Title VII of the Civil Rights Act prohibits most employers in Florida and around the country from discriminating against workers based on their race, religion, gender, or national origin, but the landmark 1964 bill makes no mention of gender identity or sexual orientation. During the Obama administration, the Department of Justice was committed to extending these protections to gay and transgender workers, but recent developments suggest that President Trump has abandoned these plans.
Three cases dealing with this issue are scheduled to be argued before the U.S. Supreme Court on Oct. 8, and many of America's most prominent employers have joined together to urge the nation's highest court to extend Title VII protections to gay and transgender individuals Details about the amicus curiae brief submitted by companies including Microsoft, IBM, Xerox and Nike were released on July 2 by a coalition of advocacy groups representing the LGBT community.
The brief states that a federal rule on the issue is needed because a patchwork of state laws, district court decisions and corporate anti-discrimination polices does not do enough to protect vulnerable workers. The justices will consider the brief before hearing arguments in cases involving two workers who claim that the lost their jobs because they are gay and one worker who says she was fired for being transgender. The justices could also be swayed by recent district and appeals court decisions in New York, Ohio and Illinois that extended Title VII protections.
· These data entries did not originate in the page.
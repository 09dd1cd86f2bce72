// ==========================================
// 减停排程系统 - 排程结果实体
// ==========================================
// 职责: 日历区间 (ScheduleInterval) 与处方行 (PrescriptionLine)
// 生命周期: 每次请求创建,由调用方持有,响应后丢弃
// ==========================================

use crate::domain::types::StepId;
use chrono::{Duration, NaiveDate};
use serde::{Deserialize, Serialize};

/// 说明书与导出统一使用的日期格式
pub const DATE_FORMAT: &str = "%m/%d/%Y";

// ==========================================
// ScheduleInterval - 步骤日历区间
// ==========================================

/// 步骤在日历上的起止日期（闭区间）
#[derive(Debug, Clone, PartialEq, Eq, Serialize, Deserialize)]
pub struct ScheduleInterval {
    pub step_id: StepId,
    pub weeks: u32,
    pub start_date: NaiveDate,
    pub end_date: NaiveDate,
}

impl ScheduleInterval {
    /// end_date = start_date + 7×weeks − 1 天
    pub fn starting(step_id: StepId, weeks: u32, start_date: NaiveDate) -> Self {
        let end_date = start_date + Duration::days(i64::from(weeks) * 7 - 1);
        Self {
            step_id,
            weeks,
            start_date,
            end_date,
        }
    }

    /// 区间天数（含首尾）
    pub fn days(&self) -> i64 {
        (self.end_date - self.start_date).num_days() + 1
    }

    /// 下一区间的起始日期
    pub fn next_start(&self) -> NaiveDate {
        self.end_date + Duration::days(1)
    }
}

// ==========================================
// PrescriptionLine - 处方行
// ==========================================

/// (步骤, 药物, 规格) 对应的一条处方
#[derive(Debug, Clone, PartialEq, Serialize, Deserialize)]
pub struct PrescriptionLine {
    pub step: StepId,
    pub medication: String,
    /// 片剂规格 (mg)
    pub strength_mg: f64,
    pub instructions: String,
    /// 整个步骤期间应发片数
    pub quantity: u32,
}

// ==========================================
// TaperPlan - 完整排程
// ==========================================

/// 引擎输出：匹配起点 + 日历区间 + 处方行
#[derive(Debug, Clone, PartialEq, Serialize, Deserialize)]
pub struct TaperPlan {
    pub start_step: StepId,
    pub intervals: Vec<ScheduleInterval>,
    pub lines: Vec<PrescriptionLine>,
}

impl TaperPlan {
    /// 最后一个步骤的结束日期
    pub fn end_date(&self) -> Option<NaiveDate> {
        self.intervals.last().map(|i| i.end_date)
    }

    /// 排程总天数
    pub fn total_days(&self) -> i64 {
        self.intervals.iter().map(ScheduleInterval::days).sum()
    }
}

#[cfg(test)]
mod tests {
    use super::*;

    #[test]
    fn test_interval_end_date() {
        let start = NaiveDate::from_ymd_opt(2026, 1, 1).unwrap();
        let interval = ScheduleInterval::starting(StepId::from("s1_1"), 2, start);
        assert_eq!(interval.end_date, NaiveDate::from_ymd_opt(2026, 1, 14).unwrap());
        assert_eq!(interval.days(), 14);
        assert_eq!(interval.next_start(), NaiveDate::from_ymd_opt(2026, 1, 15).unwrap());
    }
}
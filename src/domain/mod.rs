// ==========================================
// 减停排程系统 - 领域模型层
// ==========================================
// 职责: 定义领域实体、类型
// 红线: 不含配置加载逻辑,不含引擎逻辑
// ==========================================

pub mod patient;
pub mod schedule;
pub mod step;
pub mod types;

// 重导出核心类型
pub use patient::{MedicationDoses, TaperRequest};
pub use schedule::{PrescriptionLine, ScheduleInterval, TaperPlan, DATE_FORMAT};
pub use step::{DoseMap, Step, DOSE_EPSILON};
pub use types::{SlotDose, StepId, Successor, TimeOfDay};
// ==========================================
// 减停排程系统 - 片剂规格优化引擎
// ==========================================
// 职责: 将毫克剂量转换为具体规格与整片/半片数
// 红线: 只允许整片与半片
// ==========================================

mod breakdown;
mod core;


pub use self::breakdown::{breakdown_dose, Breakdown, TabletCount};
pub use self::core::{StrengthOptimizer, StrengthSelection};
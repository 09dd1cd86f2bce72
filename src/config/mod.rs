// ==========================================
// 减停排程系统 - 配置层
// ==========================================
// 职责: 药品目录、等效剂量表、方案图的加载与校验
// 存储: JSON 方案文档（内置或外部文件）
// ==========================================

pub mod catalog;
pub mod engine_config;
pub mod equivalence;
pub mod error;
pub mod protocol_document;

// 重导出核心配置类型
pub use catalog::MedicationCatalog;
pub use engine_config::{default_protocol_path, EngineConfig, PROTOCOL_PATH_ENV};
pub use equivalence::EquivalenceTable;
pub use error::{ConfigError, ConfigResult};
pub use protocol_document::{
    MatchWeightParameters, ProtocolDocument, SlotRecord, StepRecord, END_MARKER,
};
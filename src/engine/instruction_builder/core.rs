use super::wording::{instruction_sentence, slot_phrase};
use crate::config::catalog::MedicationCatalog;
use crate::domain::schedule::{PrescriptionLine, ScheduleInterval};
use crate::domain::step::{Step, DOSE_EPSILON};
use crate::domain::types::TimeOfDay;
use crate::engine::error::EngineResult;
use crate::engine::protocol_graph::ProtocolGraph;
use crate::engine::strength_optimizer::{StrengthOptimizer, StrengthSelection};
use std::collections::BTreeMap;
use tracing::{debug, instrument};

// ==========================================
// InstructionBuilder - 服药说明生成引擎
// ==========================================
pub struct InstructionBuilder {
    optimizer: StrengthOptimizer,
}

impl InstructionBuilder {
    pub fn new() -> Self {
        Self {
            optimizer: StrengthOptimizer::new(),
        }
    }

    // ==========================================
    // 核心方法
    // ==========================================

    /// 为整条排程生成处方行（按区间顺序）
    pub fn build_all(
        &self,
        catalog: &MedicationCatalog,
        graph: &ProtocolGraph,
        intervals: &[ScheduleInterval],
    ) -> EngineResult<Vec<PrescriptionLine>> {
        let mut lines = Vec::new();
        for interval in intervals {
            let step = graph.step(&interval.step_id)?;
            lines.extend(self.build_step(catalog, step, interval)?);
        }
        Ok(lines)
    }

    /// 为单个步骤生成处方行
    ///
    /// # 返回
    /// - 药物按字母序，同一药物按所选规格升序
    /// - 在所有时段都为 0 片的规格不出现
    /// - `Err(InvalidInput | Unrepresentable)`: 来自规格优化
    #[instrument(skip_all, fields(step = %step.id), level = "debug")]
    pub fn build_step(
        &self,
        catalog: &MedicationCatalog,
        step: &Step,
        interval: &ScheduleInterval,
    ) -> EngineResult<Vec<PrescriptionLine>> {
        let doses = step.doses();
        let mut lines = Vec::new();

        for medication in doses.medications() {
            let Some(slots) = doses.slots_for(medication) else {
                continue;
            };
            let required = doses.distinct_doses(medication);
            if required.is_empty() {
                continue;
            }

            let selection = self.optimizer.select(catalog, medication, &required)?;
            for strength in &selection.strengths {
                let totals = slot_totals(&selection, slots, *strength);
                if totals.is_empty() {
                    continue;
                }
                lines.push(render_line(step, interval, medication, *strength, &totals));
            }
        }

        debug!(lines = lines.len(), "步骤处方行生成完成");
        Ok(lines)
    }
}

impl Default for InstructionBuilder {
    fn default() -> Self {
        Self::new()
    }
}

// ==========================================
// 内部渲染
// ==========================================

/// 每个时段该规格的片数，0 片的时段不计入
fn slot_totals(
    selection: &StrengthSelection,
    slots: &BTreeMap<TimeOfDay, f64>,
    strength_mg: f64,
) -> BTreeMap<TimeOfDay, f64> {
    let mut totals = BTreeMap::new();
    for (slot, mg) in slots {
        let count = selection
            .breakdown_for(*mg)
            .map(|b| b.count_for(strength_mg))
            .unwrap_or(0.0);
        if count > 0.0 {
            *totals.entry(*slot).or_insert(0.0) += count;
        }
    }
    totals
}

fn render_line(
    step: &Step,
    interval: &ScheduleInterval,
    medication: &str,
    strength_mg: f64,
    totals: &BTreeMap<TimeOfDay, f64>,
) -> PrescriptionLine {
    // BTreeMap 按 TimeOfDay 顺序迭代，即 Morning → Midday → Afternoon → Night
    let phrases: Vec<String> = totals
        .iter()
        .map(|(slot, count)| slot_phrase(*count, strength_mg, medication, *slot))
        .collect();

    let daily: f64 = totals.values().sum();
    let quantity = (daily * f64::from(interval.weeks) * 7.0 - DOSE_EPSILON).ceil() as u32;

    PrescriptionLine {
        step: step.id.clone(),
        medication: medication.to_string(),
        strength_mg,
        instructions: instruction_sentence(&phrases, interval),
        quantity,
    }
}
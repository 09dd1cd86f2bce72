// ==========================================
// 减停排程系统 - 方案图
// ==========================================
// 职责: 以 arena 保存全部步骤,按稳定 id 索引
// 红线: 后继引用完整性与无环性在加载时校验,不在遍历时才发现
// ==========================================

use crate::domain::step::Step;
use crate::domain::types::{StepId, Successor};
use crate::engine::error::{EngineError, EngineResult};
use std::collections::{HashMap, HashSet};
use tracing::{debug, warn};

// ==========================================
// ProtocolGraph - 方案图
// ==========================================

/// 不可变方案图（加载后只读，可在线程间共享）
#[derive(Debug, Clone, Default)]
pub struct ProtocolGraph {
    steps: Vec<Step>,
    index: HashMap<StepId, usize>,
    roots: Vec<usize>,
}

impl ProtocolGraph {
    /// 构建并校验方案图
    ///
    /// # 参数
    /// - `steps`: 全部步骤
    /// - `roots`: 指定的根步骤（按评估顺序）；为 None 时取无前驱步骤并按 id 排序
    ///
    /// # 校验
    /// 1. 步骤 id 不重复
    /// 2. 所有后继引用存在
    /// 3. 图无环
    /// 4. 指定的根步骤存在
    pub fn build(steps: Vec<Step>, roots: Option<Vec<StepId>>) -> EngineResult<Self> {
        let graph = Self::assemble(steps, roots)?;
        graph.check_successors()?;
        graph.check_acyclic()?;
        debug!(
            steps = graph.steps.len(),
            roots = graph.roots.len(),
            "方案图校验通过"
        );
        Ok(graph)
    }

    /// 构建方案图但跳过后继与环校验
    ///
    /// 仅保证 id 唯一；悬空引用与环留给遍历时报告。用于回放来源不可信的数据。
    pub fn build_unchecked(steps: Vec<Step>, roots: Option<Vec<StepId>>) -> EngineResult<Self> {
        Self::assemble(steps, roots)
    }

    fn assemble(steps: Vec<Step>, roots: Option<Vec<StepId>>) -> EngineResult<Self> {
        let mut index = HashMap::with_capacity(steps.len());
        for (pos, step) in steps.iter().enumerate() {
            if index.insert(step.id.clone(), pos).is_some() {
                return Err(EngineError::MalformedGraph(format!(
                    "duplicate step id '{}'",
                    step.id
                )));
            }
        }

        let roots = match roots {
            Some(ids) => ids
                .iter()
                .map(|id| {
                    index.get(id).copied().ok_or_else(|| {
                        EngineError::MalformedGraph(format!("root step '{}' does not exist", id))
                    })
                })
                .collect::<EngineResult<Vec<_>>>()?,
            None => Self::infer_roots(&steps),
        };

        Ok(Self {
            steps,
            index,
            roots,
        })
    }

    /// 无前驱的步骤，按 id 字典序
    fn infer_roots(steps: &[Step]) -> Vec<usize> {
        let targets: HashSet<&StepId> = steps.iter().filter_map(|s| s.next.step_id()).collect();
        let mut roots: Vec<usize> = (0..steps.len())
            .filter(|pos| !targets.contains(&steps[*pos].id))
            .collect();
        roots.sort_by(|a, b| steps[*a].id.cmp(&steps[*b].id));
        roots
    }

    fn check_successors(&self) -> EngineResult<()> {
        for step in &self.steps {
            if let Successor::Next(next) = &step.next {
                if !self.index.contains_key(next) {
                    warn!(step = %step.id, next = %next, "后继步骤不存在");
                    return Err(EngineError::MalformedGraph(format!(
                        "step '{}' points to unknown step '{}'",
                        step.id, next
                    )));
                }
            }
        }
        Ok(())
    }

    /// 每个步骤至多一条出边，沿链着色即可判环
    fn check_acyclic(&self) -> EngineResult<()> {
        // 0 = 未访问, 1 = 当前链上, 2 = 已确认可达终点
        let mut state = vec![0u8; self.steps.len()];

        for start in 0..self.steps.len() {
            if state[start] != 0 {
                continue;
            }
            let mut chain = Vec::new();
            let mut cursor = Some(start);
            while let Some(pos) = cursor {
                match state[pos] {
                    2 => break,
                    1 => {
                        warn!(step = %self.steps[pos].id, "方案图存在环");
                        return Err(EngineError::MalformedGraph(format!(
                            "cycle detected through step '{}'",
                            self.steps[pos].id
                        )));
                    }
                    _ => {}
                }
                state[pos] = 1;
                chain.push(pos);
                cursor = self.steps[pos]
                    .next
                    .step_id()
                    .and_then(|id| self.index.get(id).copied());
            }
            for pos in chain {
                state[pos] = 2;
            }
        }
        Ok(())
    }

    // ==========================================
    // 查询
    // ==========================================

    pub fn get(&self, id: &StepId) -> Option<&Step> {
        self.index.get(id).map(|pos| &self.steps[*pos])
    }

    /// 按 id 解析步骤，不存在时返回 NotFound
    pub fn step(&self, id: &StepId) -> EngineResult<&Step> {
        self.get(id)
            .ok_or_else(|| EngineError::NotFound(format!("step '{}' does not exist", id)))
    }

    pub fn contains(&self, id: &StepId) -> bool {
        self.index.contains_key(id)
    }

    pub fn roots(&self) -> impl Iterator<Item = &Step> {
        self.roots.iter().map(|pos| &self.steps[*pos])
    }

    pub fn iter(&self) -> impl Iterator<Item = &Step> {
        self.steps.iter()
    }

    pub fn len(&self) -> usize {
        self.steps.len()
    }

    pub fn is_empty(&self) -> bool {
        self.steps.is_empty()
    }

    /// 确定性的评估顺序
    ///
    /// 依次从每个根出发沿后继前进，遇到终止标记、悬空引用或已访问步骤即停止该链。
    pub fn evaluation_order(&self) -> Vec<&Step> {
        let mut seen = HashSet::with_capacity(self.steps.len());
        let mut order = Vec::with_capacity(self.steps.len());

        for root in &self.roots {
            let mut cursor = Some(*root);
            while let Some(pos) = cursor {
                if !seen.insert(pos) {
                    break;
                }
                let step = &self.steps[pos];
                order.push(step);
                cursor = step.next.step_id().and_then(|id| self.index.get(id).copied());
            }
        }
        order
    }
}

#[cfg(test)]
mod tests {
    use super::*;
    use crate::domain::types::{SlotDose, TimeOfDay};
    use std::collections::BTreeMap;

    fn step(id: &str, next: Option<&str>) -> Step {
        let mut slots = BTreeMap::new();
        slots.insert(TimeOfDay::Night, SlotDose::Single("diazepam".into(), 2.0));
        Step::new(
            StepId::from(id),
            1,
            slots,
            next.map(|n| Successor::Next(StepId::from(n)))
                .unwrap_or(Successor::End),
        )
    }

    #[test]
    fn test_build_infers_roots_sorted_by_id() {
        let graph = ProtocolGraph::build(
            vec![
                step("b_0", Some("c")),
                step("a_0", Some("c")),
                step("c", None),
            ],
            None,
        )
        .unwrap();
        let roots: Vec<_> = graph.roots().map(|s| s.id.as_str()).collect();
        assert_eq!(roots, vec!["a_0", "b_0"]);
    }

    #[test]
    fn test_evaluation_order_skips_visited_chains() {
        let graph = ProtocolGraph::build(
            vec![
                step("a_0", Some("shared")),
                step("b_0", Some("b_1")),
                step("b_1", Some("shared")),
                step("shared", None),
            ],
            None,
        )
        .unwrap();
        let order: Vec<_> = graph.evaluation_order().iter().map(|s| s.id.as_str()).collect();
        assert_eq!(order, vec!["a_0", "shared", "b_0", "b_1"]);
    }

    #[test]
    fn test_dangling_successor_is_rejected() {
        let err = ProtocolGraph::build(vec![step("a", Some("missing"))], None).unwrap_err();
        assert!(matches!(err, EngineError::MalformedGraph(_)));
    }

    #[test]
    fn test_cycle_is_rejected_at_build() {
        let err = ProtocolGraph::build(
            vec![step("r", Some("a")), step("a", Some("b")), step("b", Some("a"))],
            Some(vec![StepId::from("r")]),
        )
        .unwrap_err();
        assert!(matches!(err, EngineError::MalformedGraph(ref m) if m.contains("cycle")));
    }

    #[test]
    fn test_duplicate_id_is_rejected() {
        let err = ProtocolGraph::build(vec![step("a", None), step("a", None)], None).unwrap_err();
        assert!(matches!(err, EngineError::MalformedGraph(ref m) if m.contains("duplicate")));
    }

    #[test]
    fn test_unknown_root_is_rejected() {
        let err =
            ProtocolGraph::build(vec![step("a", None)], Some(vec![StepId::from("zz")])).unwrap_err();
        assert!(matches!(err, EngineError::MalformedGraph(_)));
    }

    #[test]
    fn test_unchecked_cycle_evaluation_order_terminates() {
        let graph = ProtocolGraph::build_unchecked(
            vec![step("a", Some("b")), step("b", Some("a"))],
            Some(vec![StepId::from("a"), StepId::from("b")]),
        )
        .unwrap();
        assert_eq!(graph.evaluation_order().len(), 2);
    }
}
Attorneys with employment law experience could advise workers who have faced discrimination or harassment due to their gender identity or sexual orientation to keep detailed records of their experiences. This is because employers are rarely willing admit to bigotry and usually use some sort of workplace misconduct to excuse taking adverse action. In addition to adding weight to court arguments, this kind of evidence could be used to encourage employers to avoid potential embarrassment by settling these types of cases at the negotiating table.